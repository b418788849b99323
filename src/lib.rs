//! Connection and credential reuse layer for an HTTP/SPDY client stack.
//!
//! Given a target origin, this crate decides whether to rewrite or bypass the
//! destination ([`HostMappingRules`], [`ProxyBypassRules`]), remembers
//! authentication credentials for the origin's protection space
//! ([`AuthCache`]), and hands out shared multiplexed sessions scoped to a
//! (host, port, proxy) key with a bounded per-destination fan-out
//! ([`SessionPool`]).
//!
//! All components are synchronous, in-memory data structures designed to be
//! owned by a single network-session context; the transport that sessions
//! carry is opaque to this crate and is supplied by the connection layer.

pub mod auth;
pub mod bypass;
pub mod config;
pub mod constants;
pub mod error;
pub mod logging;
pub mod mapping;
mod pattern;
pub mod pool;
pub mod types;

pub use auth::{AuthCache, AuthCacheEntry};
pub use bypass::{BypassRule, ProxyBypassRules};
pub use config::{Config, load_config, load_config_with_fallback};
pub use error::{RuleParseError, SessionError, ValidationError};
pub use mapping::HostMappingRules;
pub use pool::{BoxedTransport, Session, SessionPool, SessionTransport};
pub use types::{HostPort, Origin, ProxyServer, SessionId, SessionKey};
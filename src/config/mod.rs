//! Configuration module
//!
//! Types and loading for the reuse layer's configuration: rule strings
//! for host mapping and proxy bypass, and the session pool cap.

mod loading;
mod types;

pub use loading::{load_config, load_config_with_fallback};
pub use types::{BypassConfig, Config, HostMappingConfig, MaxSessionsPerKey, PoolConfig};
//! Integration tests for configuration loading
//!
//! Loads full TOML documents from disk and checks the built rule engines
//! and pool behave per the configured values.

use std::io::Write;

use http_reuse::{HostPort, SessionPool, load_config, load_config_with_fallback};

#[test]
fn full_config_drives_all_three_components() {
    let mut file = tempfile::NamedTempFile::new().unwrap();
    writeln!(
        file,
        r#"
[host_mapping]
rules = "MAP *.foo.com foo-proxy:80, EXCLUDE www.internal"

[bypass]
rules = "<local>; *.corp.example.com; 10.0.0.0/8"

[pool]
max_sessions_per_key = 2
"#
    )
    .unwrap();

    let config = load_config(file.path()).unwrap();

    let mapping = config.host_mapping_rules();
    let mut target = HostPort::new("a.foo.com", 443);
    assert!(mapping.rewrite_host(&mut target));
    assert_eq!(target, HostPort::new("foo-proxy", 80));

    let bypass = config.bypass_rules();
    assert_eq!(bypass.rules().len(), 3);
    assert!(bypass.matches(&url::Url::parse("http://10.3.3.3/").unwrap()));

    let pool = SessionPool::new(&config.pool);
    assert_eq!(pool.max_sessions_per_key(), 2);
}

#[test]
fn defaults_apply_when_sections_are_missing() {
    let mut file = tempfile::NamedTempFile::new().unwrap();
    writeln!(file, "[bypass]\nrules = \"<local>\"").unwrap();

    let config = load_config(file.path()).unwrap();
    assert!(config.host_mapping.rules.is_empty());
    assert!(!config.bypass.use_suffix_matching);
    assert_eq!(config.pool.max_sessions_per_key.get(), 1);
}

#[test]
fn fallback_returns_defaults_for_missing_file() {
    let dir = tempfile::tempdir().unwrap();
    let path = dir.path().join("does-not-exist.toml");
    let config = load_config_with_fallback(&path).unwrap();
    assert_eq!(config.pool.max_sessions_per_key.get(), 1);
    assert!(config.bypass_rules().rules().is_empty());
}

#[test]
fn invalid_pool_cap_fails_the_load() {
    let mut file = tempfile::NamedTempFile::new().unwrap();
    writeln!(file, "[pool]\nmax_sessions_per_key = 0").unwrap();
    assert!(load_config(file.path()).is_err());
}

#[test]
fn bad_rule_strings_load_but_produce_trimmed_rule_sets() {
    let mut file = tempfile::NamedTempFile::new().unwrap();
    writeln!(
        file,
        r#"
[bypass]
rules = "*.good.com, 10.0.0.0/notbits"
"#
    )
    .unwrap();

    // Loading succeeds; the broken token is dropped at parse time.
    let config = load_config(file.path()).unwrap();
    assert_eq!(config.bypass_rules().rules().len(), 1);
}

● ● ● ● ●

◆ Work required
Retype the listing from above, matching it exactly.

◆ Solution to this exercise
repository b418788849b99323
filename src/lib.rs
//! Connection and credential reuse layer for an HTTP/SPDY client stack.
//!
//! Given a target origin, this crate decides whether to rewrite or bypass the
//! destination ([`HostMappingRules`], [`ProxyBypassRules`]), remembers
//! authentication credentials for the origin's protection space
//! ([`AuthCache`]), and hands out shared multiplexed sessions scoped to a
//! (host, port, proxy) key with a bounded per-destination fan-out
//! ([`SessionPool`]).
//!
//! All components are synchronous, in-memory data structures designed to be
//! owned by a single network-session context; the transport that sessions
//! carry is opaque to this crate and is supplied by the connection layer.

pub mod auth;
pub mod bypass;
pub mod config;
pub mod constants;
pub mod error;
pub mod logging;
pub mod mapping;
mod pattern;
pub mod pool;
pub mod types;

pub use auth::{AuthCache, AuthCacheEntry};
pub use bypass::{BypassRule, ProxyBypassRules};
pub use config::{Config, load_config, load_config_with_fallback};
pub use error::{RuleParseError, SessionError, ValidationError};
pub use mapping::HostMappingRules;
pub use pool::{BoxedTransport, Session, SessionPool, SessionTransport};
pub use types::{HostPort, Origin, ProxyServer, SessionId, SessionKey};
filename src/config/mod.rs
//! Configuration module
//!
//! Types and loading for the reuse layer's configuration: rule strings
//! for host mapping and proxy bypass, and the session pool cap.

mod loading;
mod types;

pub use loading::{load_config, load_config_with_fallback};
pub use types::{BypassConfig, Config, HostMappingConfig, MaxSessionsPerKey, PoolConfig};
//! Integration tests for configuration loading
//!
//! Loads full TOML documents from disk and checks the built rule engines
//! and pool behave per the configured values.

use std::io::Write;

use http_reuse::{HostPort, SessionPool, load_config, load_config_with_fallback};

#[test]
fn full_config_drives_all_three_components() {
    let mut file = tempfile::NamedTempFile::new().unwrap();
    writeln!(
        file,
        r#"
[host_mapping]
rules = "MAP *.foo.com foo-proxy:80, EXCLUDE www.internal"

[bypass]
rules = "<local>; *.corp.example.com; 10.0.0.0/8"

[pool]
max_sessions_per_key = 2
"#
    )
    .unwrap();

    let config = load_config(file.path()).unwrap();

    let mapping = config.host_mapping_rules();
    let mut target = HostPort::new("a.foo.com", 443);
    assert!(mapping.rewrite_host(&mut target));
    assert_eq!(target, HostPort::new("foo-proxy", 80));

    let bypass = config.bypass_rules();
    assert_eq!(bypass.rules().len(), 3);
    assert!(bypass.matches(&url::Url::parse("http://10.3.3.3/").unwrap()));

    let pool = SessionPool::new(&config.pool);
    assert_eq!(pool.max_sessions_per_key(), 2);
}

#[test]
fn defaults_apply_when_sections_are_missing() {
    let mut file = tempfile::NamedTempFile::new().unwrap();
    writeln!(file, "[bypass]\nrules = \"<local>\"").unwrap();

    let config = load_config(file.path()).unwrap();
    assert!(config.host_mapping.rules.is_empty());
    assert!(!config.bypass.use_suffix_matching);
    assert_eq!(config.pool.max_sessions_per_key.get(), 1);
}

#[test]
fn fallback_returns_defaults_for_missing_file() {
    let dir = tempfile::tempdir().unwrap();
    let path = dir.path().join("does-not-exist.toml");
    let config = load_config_with_fallback(&path).unwrap();
    assert_eq!(config.pool.max_sessions_per_key.get(), 1);
    assert!(config.bypass_rules().rules().is_empty());
}

#[test]
fn invalid_pool_cap_fails_the_load() {
    let mut file = tempfile::NamedTempFile::new().unwrap();
    writeln!(file, "[pool]\nmax_sessions_per_key = 0").unwrap();
    assert!(load_config(file.path()).is_err());
}

#[test]
fn bad_rule_strings_load_but_produce_trimmed_rule_sets() {
    let mut file = tempfile::NamedTempFile::new().unwrap();
    writeln!(
        file,
        r#"
[bypass]
rules = "*.good.com, 10.0.0.0/notbits"
"#
    )
    .unwrap();

    // Loading succeeds; the broken token is dropped at parse time.
    let config = load_config(file.path()).unwrap();
    assert_eq!(config.bypass_rules().rules().len(), 1);
}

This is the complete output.